Dünya Kupası'nın 4. günü Hollanda-Danimarka maçıyla başladı. Portakallar her turnuvanın sevilen ekiplerindendir, her zaman için izleyicilere güzel futbol izletirler. Bu turnuvada da umutluydum onlardan. Ancak bu maçki performansları çok da umut vermedi. Bu turnuva benim şu ana kadar izlediğim en zevksiz turnuva olma yolunda ilerliyorsa bunun tek bir sebebi var, o da güçlü takımların dahi başarısız olma korkusuyla hücum yapmaktan çekinmesi. Zayıf bir takımın defansif oynamasını anlarım ama kendinizden güçsüz takımlara karşı en azından o riski alabilmelisiniz, bu yüzden Fransa, Hollanda gibi takımları yazarken üzülüyorum aslında çünkü bu turnuva "Joga Bonito"nun iyice yok olmaya yüz tuttuğu bir organizasyon olarak gelişiyor. İlk yarı 2 takımın da aşırı etkisiz ve defansif futbolundan sonra Hollanda'da Elia'nın oyuna girişi oyuna hareketlilik getirdi. Ancak yine de defans hatasından gelen own goal olmasa çok da bir atraksiyon olmuyordu maçta. Zaten ileride sadece Bendtner ve Rommedahl'ın ayağına bakan Danimarka bu dakikadan sonra pozisyon bile bulamadı diyebiliriz. Bu sene Beşiktaş'tan da gördüğümüz gibi böyle 8-9 kişiyle savunma yapıp karambolden gol nasıl olsa atarım, atamasam bile yemem 1 gol alırım mantığı golü yiyince bozuluyor. Maçın bana göre en iyileri Sneijder ve Elia'ydı. Ancak Hollanda'nın dahi hücum futbolu sergilememiş olması üzücüydü.

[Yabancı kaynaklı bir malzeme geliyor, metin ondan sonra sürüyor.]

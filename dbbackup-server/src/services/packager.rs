//! Bundles the latest artifact of every included resource into one archive.

use crate::db::with_conn;
use crate::metrics;
use crate::models::job::{self, JobKind, JobStatus, TriggerOrigin};
use crate::models::package::{self, Package, PackageFormat};
use crate::models::resource::{self, Resource};
use crate::services::pipeline::stream::digest_file;
use crate::services::storage::file_name;
use crate::services::{dispatch, retention};
use crate::state::AppState;
use crate::utils::timestamp_slug;
use anyhow::Context;
use chrono::Utc;
use std::fs::File;
use std::io::{BufWriter, Write};
use std::path::{Path, PathBuf};

/// Build one package. Returns `None` when no resource is included.
pub async fn create_package(
    state: &AppState,
    format: PackageFormat,
    trigger: TriggerOrigin,
) -> anyhow::Result<Option<Package>> {
    let result = build(state, format, trigger).await;
    match &result {
        Ok(Some(pkg)) => {
            metrics::record_package(true);
            tracing::info!(package_id = %pkg.id, path = %pkg.storage_path, size = pkg.size_bytes, "Package created");
            if let Err(e) = retention::enforce_packages(state).await {
                tracing::error!(error = %e, "Package retention failed");
            }
        }
        Ok(None) => {}
        Err(e) => {
            metrics::record_package(false);
            tracing::error!(error = %format!("{e:#}"), "Packaging failed");
        }
    }
    result
}

async fn build(
    state: &AppState,
    format: PackageFormat,
    trigger: TriggerOrigin,
) -> anyhow::Result<Option<Package>> {
    let included = with_conn(&state.db, |conn| resource::find_included(conn)).await?;
    if included.is_empty() {
        tracing::info!("No resources are included in packages, nothing to do");
        return Ok(None);
    }

    let tmp_dir = state.config.tmp_dir();
    tokio::fs::create_dir_all(&tmp_dir).await?;
    let workdir = tempfile::Builder::new().prefix("package-").tempdir_in(&tmp_dir)?;

    let mut entries = Vec::with_capacity(included.len());
    for resource in &included {
        let artifact = latest_artifact(state, resource, trigger).await?;
        let entry = format!("{}/{}", resource.storage_dir(), file_name(&artifact));
        let local = workdir.path().join(&entry);
        if let Some(parent) = local.parent() {
            tokio::fs::create_dir_all(parent).await?;
        }
        state
            .storage
            .fetch_to_local(&artifact, &local)
            .await
            .with_context(|| format!("Failed to fetch {artifact} for {}", resource.name))?;
        entries.push((entry, local));
    }

    let bundle = tempfile::Builder::new()
        .prefix("bundle-")
        .tempfile_in(&tmp_dir)?
        .into_temp_path();
    let target = bundle.to_path_buf();
    tokio::task::spawn_blocking(move || write_bundle(format, &entries, &target))
        .await
        .map_err(|e| anyhow::anyhow!(e))??;

    let (size, checksum) = digest_file(&bundle).await?;
    let dest = format!(
        "packages/packaged_resources_{}{}",
        timestamp_slug(Utc::now()),
        format.extension()
    );
    state.storage.save(&bundle, &dest).await?;

    let pkg = with_conn(&state.db, move |conn| {
        package::create(conn, &dest, size as i64, &checksum, trigger)
    })
    .await?;
    Ok(Some(pkg))
}

/// Storage path of the newest completed backup, running one first when there is none.
async fn latest_artifact(
    state: &AppState,
    resource: &Resource,
    trigger: TriggerOrigin,
) -> anyhow::Result<String> {
    let rid = resource.id.clone();
    let existing = with_conn(&state.db, move |conn| job::latest_completed_backup(conn, &rid)).await?;
    if let Some(path) = existing.and_then(|j| j.storage_path) {
        return Ok(path);
    }

    tracing::info!(resource = %resource.name, "No backup available for package, running one now");
    let rid = resource.id.clone();
    let created = with_conn(&state.db, move |conn| job::create(conn, &rid, JobKind::Backup, trigger)).await?;
    let done = dispatch::execute_backup(state, &created.id, &resource.id)
        .await
        .with_context(|| format!("Backup for {} could not be executed", resource.name))?;

    match (done.status, done.storage_path) {
        (JobStatus::Completed, Some(path)) => Ok(path),
        _ => anyhow::bail!(
            "Backup for {} failed: {}",
            resource.name,
            done.error_summary.unwrap_or_default()
        ),
    }
}

fn write_bundle(format: PackageFormat, entries: &[(String, PathBuf)], target: &Path) -> anyhow::Result<()> {
    let file = File::create(target)
        .with_context(|| format!("Failed to create bundle {}", target.display()))?;
    match format {
        PackageFormat::Zip => {
            let mut zip = zip::ZipWriter::new(BufWriter::new(file));
            let options = zip::write::SimpleFileOptions::default()
                .compression_method(zip::CompressionMethod::Deflated)
                .large_file(true);
            for (name, path) in entries {
                zip.start_file(name.as_str(), options)?;
                let mut src = File::open(path)?;
                std::io::copy(&mut src, &mut zip)?;
            }
            zip.finish()?.flush()?;
        }
        PackageFormat::TarGz => {
            let enc = flate2::write::GzEncoder::new(BufWriter::new(file), flate2::Compression::default());
            let mut tar = tar::Builder::new(enc);
            for (name, path) in entries {
                tar.append_path_with_name(path, name)
                    .with_context(|| format!("Failed to append {name} to archive"))?;
            }
            tar.into_inner()?.finish()?.flush()?;
        }
    }
    Ok(())
}

#[cfg(all(test, unix))]
mod tests {
    use super::*;
    use crate::models::resource::{Compression, UpdateResourceRequest};
    use crate::test_support::{create_resource, TestEnv};
    use std::io::Read;

    async fn include(env: &TestEnv, resource_id: &str) {
        let rid = resource_id.to_string();
        with_conn(&env.state.db, move |conn| {
            let patch = UpdateResourceRequest {
                include_in_package: Some(true),
                ..Default::default()
            };
            resource::update(conn, &rid, &patch)?;
            Ok(())
        })
        .await
        .unwrap();
    }

    #[tokio::test(flavor = "multi_thread")]
    async fn test_no_included_resources_is_a_noop() {
        let env = TestEnv::new(false).await;
        create_resource(&env.state, "Main DB", Compression::None).await;

        let pkg = create_package(&env.state, PackageFormat::Zip, TriggerOrigin::Manual).await.unwrap();
        assert!(pkg.is_none());
        let all = with_conn(&env.state.db, |conn| package::find_all(conn)).await.unwrap();
        assert!(all.is_empty());
    }

    #[tokio::test(flavor = "multi_thread")]
    async fn test_zip_package_runs_missing_backup_and_bundles_it() {
        let env = TestEnv::new(false).await;
        env.tool("pg_dump", "printf 'orders dump'");
        let resource = create_resource(&env.state, "Orders", Compression::None).await;
        include(&env, &resource.id).await;

        let pkg = create_package(&env.state, PackageFormat::Zip, TriggerOrigin::Manual)
            .await
            .unwrap()
            .unwrap();
        assert!(pkg.storage_path.starts_with("packages/packaged_resources_"));
        assert!(pkg.storage_path.ends_with(".zip"));

        let file = File::open(env.storage_root().join(&pkg.storage_path)).unwrap();
        let mut archive = zip::ZipArchive::new(file).unwrap();
        assert_eq!(archive.len(), 1);
        let mut entry = archive.by_index(0).unwrap();
        assert!(entry.name().starts_with(&format!("{}/postgres_", resource.storage_dir())));
        let mut body = String::new();
        entry.read_to_string(&mut body).unwrap();
        assert_eq!(body, "orders dump");
        assert!(env.tmp_is_empty());
    }

    #[tokio::test(flavor = "multi_thread")]
    async fn test_failed_backup_aborts_package() {
        let env = TestEnv::new(false).await;
        env.tool("pg_dump", "echo 'could not connect to server' >&2; exit 1");
        let resource = create_resource(&env.state, "Orders", Compression::None).await;
        include(&env, &resource.id).await;

        let err = create_package(&env.state, PackageFormat::TarGz, TriggerOrigin::Scheduled).await;
        assert!(err.is_err());
        let all = with_conn(&env.state.db, |conn| package::find_all(conn)).await.unwrap();
        assert!(all.is_empty());
        assert!(env.tmp_is_empty());
    }

    #[tokio::test(flavor = "multi_thread")]
    async fn test_resources_with_same_slug_get_separate_entries() {
        let env = TestEnv::new(false).await;
        env.tool("pg_dump", "printf 'same'");
        let upper = create_resource(&env.state, "Main DB", Compression::None).await;
        let lower = create_resource(&env.state, "main db", Compression::None).await;
        include(&env, &upper.id).await;
        include(&env, &lower.id).await;

        let pkg = create_package(&env.state, PackageFormat::Zip, TriggerOrigin::Manual)
            .await
            .unwrap()
            .unwrap();
        let file = File::open(env.storage_root().join(&pkg.storage_path)).unwrap();
        let archive = zip::ZipArchive::new(file).unwrap();
        assert_eq!(archive.len(), 2);

        let (a, b) = (upper.id.clone(), lower.id.clone());
        let paths = with_conn(&env.state.db, move |conn| {
            Ok((job::latest_completed_backup(conn, &a)?, job::latest_completed_backup(conn, &b)?))
        })
        .await
        .unwrap();
        assert_ne!(paths.0.unwrap().storage_path, paths.1.unwrap().storage_path);
    }

    #[tokio::test(flavor = "multi_thread")]
    async fn test_tar_gz_package_contains_entries() {
        let env = TestEnv::new(false).await;
        env.tool("pg_dump", "printf 'a'");
        let first = create_resource(&env.state, "Alpha", Compression::Gzip).await;
        let second = create_resource(&env.state, "Beta", Compression::None).await;
        include(&env, &first.id).await;
        include(&env, &second.id).await;

        let pkg = create_package(&env.state, PackageFormat::TarGz, TriggerOrigin::Manual)
            .await
            .unwrap()
            .unwrap();
        let file = File::open(env.storage_root().join(&pkg.storage_path)).unwrap();
        let mut archive = tar::Archive::new(flate2::read::GzDecoder::new(file));
        let mut names: Vec<String> = archive
            .entries()
            .unwrap()
            .map(|e| e.unwrap().path().unwrap().to_string_lossy().into_owned())
            .collect();
        names.sort();
        assert_eq!(names.len(), 2);
        assert!(names[0].starts_with(&format!("{}/", first.storage_dir())) && names[0].ends_with(".dump.gz"));
        assert!(names[1].starts_with(&format!("{}/", second.storage_dir())) && names[1].ends_with(".dump"));
    }
}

Günün 2. maçı Japonya-Kamerun maçıydı. Maç öncesi favorim Kamerun'du çünkü Japonya'daki oyuncuların yüzde 90'ı ismini bile duymadığım adamlar. Maçı izleme fırsatı bulamadım, ancak söylenene göre Kamerun hatalı bir kadroyla çıkmış sahaya. Kamerun kadrosunu inceleme fırsatı bulsaydık diyecektim ki orta sahada defansif özellikli oyuncuları çok sayıda ve kaliteli oyuncular. Böyle bir takımın da, ki hücumda da defansif forvet diyebileceğimiz Etoo gibi bir oyuncu varken kalabalık bir orta sahayla sahanın her yerine yayılan bir pres sergilemesini beklerdim ben, tıpkı Okan-Emre-Suat'lı Fatih Terim Galatasaray'ı gibi. Ama onlar ilerde daha çok oyuncuya yer verip orta sahayı zayıf bırakınca Japonya oyunun hakimiyetini ele almış. Şunu unutmamalıyız ki hücum futbolu oynasınlar derken savunmayı orta sahayı boş bıraksınlar demiyoruz. Sahadaki dizilişten bağımsız olan bir takım mantalitesi vardır, takım sahaya tek forvet de çıksa hücumcu bir futbol sergileyebilir (Türkiye'de çoğu spor yazarının büyük takım tek forvetle mi oynar argümanı(!) da bu yanlış anlamadan gelir zaten).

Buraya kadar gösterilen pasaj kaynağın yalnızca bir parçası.